**** Information given ****
use anyhow::{Context, Result};
use clap::{Parser, Subcommand};
use log::{info, warn};
use std::io::Write;
use std::path::PathBuf;
use std::sync::Arc;
use std::time::Duration;

use crate::auth::Credentials;
use crate::cache::{content_hash, Cached, UpdateInfo};
use crate::config::{Config, OutputFormat};
use crate::output::{self, HistoryReport, PhaseProgress};
use crate::providers::{ConfiguredServers, ServerProvider};
use crate::tracked::{ConsolidatedStatus, TrackedService};

#[derive(Parser)]
#[command(name = "chainlens")]
#[command(author, version, about = "Build chain status across CI servers", long_about = None)]
pub struct Cli {
    #[command(subcommand)]
    command: Commands,

    #[arg(short, long, global = true, env = "CHAINLENS_CONFIG")]
    config: Option<PathBuf>,

    #[arg(short, long, global = true)]
    output: Option<PathBuf>,

    #[arg(short, long, global = true, default_value_t = false)]
    pretty: bool,

    #[arg(short, long, global = true, value_enum)]
    format: Option<OutputFormat>,
}

#[derive(Subcommand)]
enum Commands {
    /// Status of the latest chain of every entry of a tracked branch
    Results {
        #[arg(short, long)]
        branch: Option<String>,

        #[arg(long)]
        check_all_logs: bool,

        /// Print only the freshness descriptor
        #[arg(long)]
        updates_only: bool,

        /// Recompute instead of going through the result cache
        #[arg(long, conflicts_with = "updates_only")]
        no_cache: bool,
    },
    /// Status merged over the most recent chains of every entry
    Merged {
        #[arg(short, long)]
        branch: Option<String>,

        #[arg(short = 'n', long)]
        count: Option<usize>,

        #[arg(long)]
        check_all_logs: bool,

        #[arg(long)]
        updates_only: bool,

        #[arg(long, conflicts_with = "updates_only")]
        no_cache: bool,
    },
    /// Day-by-day history and least reliable suites
    History {
        #[arg(short, long)]
        branch: Option<String>,
    },
    /// Polls the merged status and prints it whenever it changes
    Watch {
        #[arg(short, long)]
        branch: Option<String>,

        #[arg(short = 'n', long)]
        count: Option<usize>,

        #[arg(short, long, default_value_t = 30)]
        interval: u64,

        /// Stop after this many polls
        #[arg(long)]
        iterations: Option<usize>,
    },
    /// Writes the default configuration to a file
    Init {
        #[arg(default_value = "chainlens.toml")]
        path: PathBuf,
    },
}

/// Wraps a freshly computed status so it renders like a cached one.
fn uncached(status: ConsolidatedStatus) -> Result<Cached<ConsolidatedStatus>> {
    let info = UpdateInfo {
        update_required: false,
        running_updates: status.running_updates,
        hash_code_hex: content_hash(&status)?,
    };
    Ok(Cached {
        value: Arc::new(status),
        info,
    })
}

/// Everything a query command needs, built from the loaded configuration.
struct Session {
    service: TrackedService,
    credentials: Credentials,
    format: OutputFormat,
    pretty: bool,
}

impl Cli {
    fn session(&self) -> Result<Session> {
        let config = Config::load(self.config.as_deref())?;
        config.validate().context("Invalid configuration")?;

        let provider: Arc<dyn ServerProvider> = Arc::new(ConfiguredServers::new(&config.servers));
        info!(
            "Loaded {} server(s) and {} tracked branch(es)",
            config.servers.len(),
            config.tracked.len()
        );

        Ok(Session {
            service: TrackedService::new(&config, provider),
            credentials: config.credentials(),
            format: self.format.unwrap_or(config.output.format),
            pretty: self.pretty || config.output.pretty,
        })
    }

    fn writer(&self) -> Result<Box<dyn Write>> {
        match &self.output {
            Some(path) => {
                let file = std::fs::File::create(path)
                    .with_context(|| format!("Failed to create output file: {}", path.display()))?;
                Ok(Box::new(std::io::BufWriter::new(file)))
            }
            None => Ok(Box::new(std::io::stdout())),
        }
    }

    fn finish_output(&self) {
        if let Some(path) = &self.output {
            info!("Output written to: {}", path.display());
        }
    }

    fn write_status(&self, session: &Session, cached: &Cached<ConsolidatedStatus>) -> Result<()> {
        let threshold = session.service.low_pass_rate();
        match (session.format, &self.output) {
            (OutputFormat::Summary, None) => output::print_status(cached, threshold),
            (OutputFormat::Summary, Some(_)) => {
                let mut writer = self.writer()?;
                writeln!(
                    writer,
                    "{}",
                    console::strip_ansi_codes(&output::render_status(cached, threshold))
                )?;
                writer.flush()?;
            }
            (format, _) => {
                let mut writer = self.writer()?;
                output::export_status(cached, format, session.pretty, &mut writer)?;
                writer.flush()?;
            }
        }
        self.finish_output();
        Ok(())
    }

    fn write_update_info(&self, session: &Session, info: &UpdateInfo) -> Result<()> {
        let mut writer = self.writer()?;
        output::export_update_info(info, session.pretty, &mut writer)?;
        writer.flush()?;
        self.finish_output();
        Ok(())
    }

    async fn execute_results(
        &self,
        branch: Option<&str>,
        check_all_logs: bool,
        updates_only: bool,
        no_cache: bool,
    ) -> Result<()> {
        let session = self.session()?;
        let creds = &session.credentials;

        if updates_only {
            let info = session.service.updates(branch, Some(check_all_logs), creds).await?;
            return self.write_update_info(&session, &info);
        }

        let progress = PhaseProgress::start(1, "Loading latest chains");
        let cached = if no_cache {
            uncached(
                session
                    .service
                    .results_no_cache(branch, Some(check_all_logs), creds)
                    .await?,
            )?
        } else {
            session
                .service
                .results(branch, Some(check_all_logs), creds)
                .await?
        };
        progress.finish(&format!("{} entries loaded", cached.value.servers.len()));

        self.write_status(&session, &cached)
    }

    async fn execute_merged(
        &self,
        branch: Option<&str>,
        count: Option<usize>,
        check_all_logs: bool,
        updates_only: bool,
        no_cache: bool,
    ) -> Result<()> {
        let session = self.session()?;
        let creds = &session.credentials;

        if updates_only {
            let info = session
                .service
                .merged_updates(branch, count, Some(check_all_logs), creds)
                .await?;
            return self.write_update_info(&session, &info);
        }

        let progress = PhaseProgress::start(1, "Merging recent chains");
        let cached = if no_cache {
            uncached(
                session
                    .service
                    .merged_results_no_cache(branch, count, Some(check_all_logs), creds)
                    .await?,
            )?
        } else {
            session
                .service
                .merged_results(branch, count, Some(check_all_logs), creds)
                .await?
        };
        progress.finish(&format!("{} entries merged", cached.value.servers.len()));

        self.write_status(&session, &cached)
    }

    async fn execute_history(&self, branch: Option<&str>) -> Result<()> {
        let session = self.session()?;
        let progress = PhaseProgress::start(2, "Collecting first build of each day");
        let (history, warnings) = session.service.history(branch, &session.credentials).await?;
        let progress = progress.next(
            &format!("{} day(s) collected", history.dates().len()),
            "Computing pass rates",
        );

        let tracked_branch = session.service.branch_or_default(branch);
        let report = HistoryReport::build(
            &tracked_branch,
            &history,
            warnings,
            session.service.low_pass_rate(),
        );
        progress.finish(&format!("{} unreliable suite(s)", report.low_pass_rate.len()));

        match (session.format, &self.output) {
            (OutputFormat::Summary, None) => output::print_history(&report),
            (OutputFormat::Summary, Some(_)) => {
                let mut writer = self.writer()?;
                writeln!(writer, "{}", console::strip_ansi_codes(&output::render_history(&report)))?;
                writer.flush()?;
            }
            (format, _) => {
                let mut writer = self.writer()?;
                output::export_history(&report, format, session.pretty, &mut writer)?;
                writer.flush()?;
            }
        }
        self.finish_output();
        Ok(())
    }

    async fn execute_watch(
        &self,
        branch: Option<&str>,
        count: Option<usize>,
        interval: u64,
        iterations: Option<usize>,
    ) -> Result<()> {
        let session = self.session()?;
        let mut ticker = tokio::time::interval(Duration::from_secs(interval.max(1)));
        let mut last_hash: Option<String> = None;
        let mut polls = 0usize;

        loop {
            tokio::select! {
                _ = tokio::signal::ctrl_c() => {
                    info!("Interrupted, stopping watch");
                    break;
                }
                _ = ticker.tick() => {}
            }

            match session
                .service
                .merged_results(branch, count, None, &session.credentials)
                .await
            {
                Ok(cached) => {
                    if last_hash.as_deref() != Some(cached.info.hash_code_hex.as_str()) {
                        self.write_status(&session, &cached)?;
                        last_hash = Some(cached.info.hash_code_hex.clone());
                    } else {
                        info!(
                            "Unchanged ({}), {} update(s) running",
                            cached.info.hash_code_hex, cached.info.running_updates
                        );
                    }
                }
                Err(e) => warn!("Poll failed: {e}"),
            }

            polls += 1;
            if iterations.is_some_and(|max| polls >= max) {
                break;
            }
        }

        Ok(())
    }

    fn execute_init(path: &std::path::Path) -> Result<()> {
        if path.exists() {
            anyhow::bail!("Refusing to overwrite existing file: {}", path.display());
        }
        Config::default().save(path)?;
        info!("Default configuration written to: {}", path.display());
        Ok(())
    }

    pub async fn execute(&self) -> Result<()> {
        match &self.command {
            Commands::Results {
                branch,
                check_all_logs,
                updates_only,
                no_cache,
            } => {
                self.execute_results(branch.as_deref(), *check_all_logs, *updates_only, *no_cache)
                    .await
            }
            Commands::Merged {
                branch,
                count,
                check_all_logs,
                updates_only,
                no_cache,
            } => {
                self.execute_merged(
                    branch.as_deref(),
                    *count,
                    *check_all_logs,
                    *updates_only,
                    *no_cache,
                )
                .await
            }
            Commands::History { branch } => self.execute_history(branch.as_deref()).await,
            Commands::Watch {
                branch,
                count,
                interval,
                iterations,
            } => {
                self.execute_watch(branch.as_deref(), *count, *interval, *iterations)
                    .await
            }
            Commands::Init { path } => Self::execute_init(path),
        }
    }
}

#[cfg(test)]
mod tests {
    use super::*;

    #[test]
    fn parses_global_flags_after_subcommand() {
        let cli = Cli::try_parse_from([
            "chainlens", "merged", "-b", "master", "-n", "5", "--format", "json", "--pretty",
        ])
        .unwrap();

        assert!(cli.pretty);
        assert_eq!(cli.format, Some(OutputFormat::Json));
        assert!(matches!(
            cli.command,
            Commands::Merged { count: Some(5), ref branch, .. } if branch.as_deref() == Some("master")
        ));
    }

    #[test]
    fn no_cache_conflicts_with_updates_only() {
        assert!(Cli::try_parse_from(["chainlens", "results", "--no-cache", "--updates-only"]).is_err());
    }

    #[test]
    fn uncached_status_hashes_its_content() {
        let a = uncached(ConsolidatedStatus::new("master")).unwrap();
        let b = uncached(ConsolidatedStatus::new("master")).unwrap();
        let c = uncached(ConsolidatedStatus::new("dev")).unwrap();

        assert!(!a.info.update_required);
        assert_eq!(a.info.hash_code_hex, b.info.hash_code_hex);
        assert_ne!(a.info.hash_code_hex, c.info.hash_code_hex);
    }

    #[test]
    fn watch_defaults_to_thirty_seconds() {
        let cli = Cli::try_parse_from(["chainlens", "watch"]).unwrap();

        assert!(matches!(
            cli.command,
            Commands::Watch { interval: 30, iterations: None, .. }
        ));
    }

    #[test]
    fn init_writes_a_loadable_config() {
        let dir = tempfile::tempdir().unwrap();
        let path = dir.path().join("chainlens.toml");

        tokio_test::assert_ok!(Cli::execute_init(&path));
        let loaded = tokio_test::assert_ok!(Config::load(Some(&path)));

        assert_eq!(loaded.analysis.default_branch, "master");
        tokio_test::assert_err!(Cli::execute_init(&path));
    }
}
****
§ Problem statement: Copy the records above exactly, please, but only from the first line through the line containing "#[derive(Parser)]".

§ Written answer:
use anyhow::{Context, Result};
use clap::{Parser, Subcommand};
use log::{info, warn};
use std::io::Write;
use std::path::PathBuf;
use std::sync::Arc;
use std::time::Duration;

use crate::auth::Credentials;
use crate::cache::{content_hash, Cached, UpdateInfo};
use crate::config::{Config, OutputFormat};
use crate::output::{self, HistoryReport, PhaseProgress};
use crate::providers::{ConfiguredServers, ServerProvider};
use crate::tracked::{ConsolidatedStatus, TrackedService};

#[derive(Parser)]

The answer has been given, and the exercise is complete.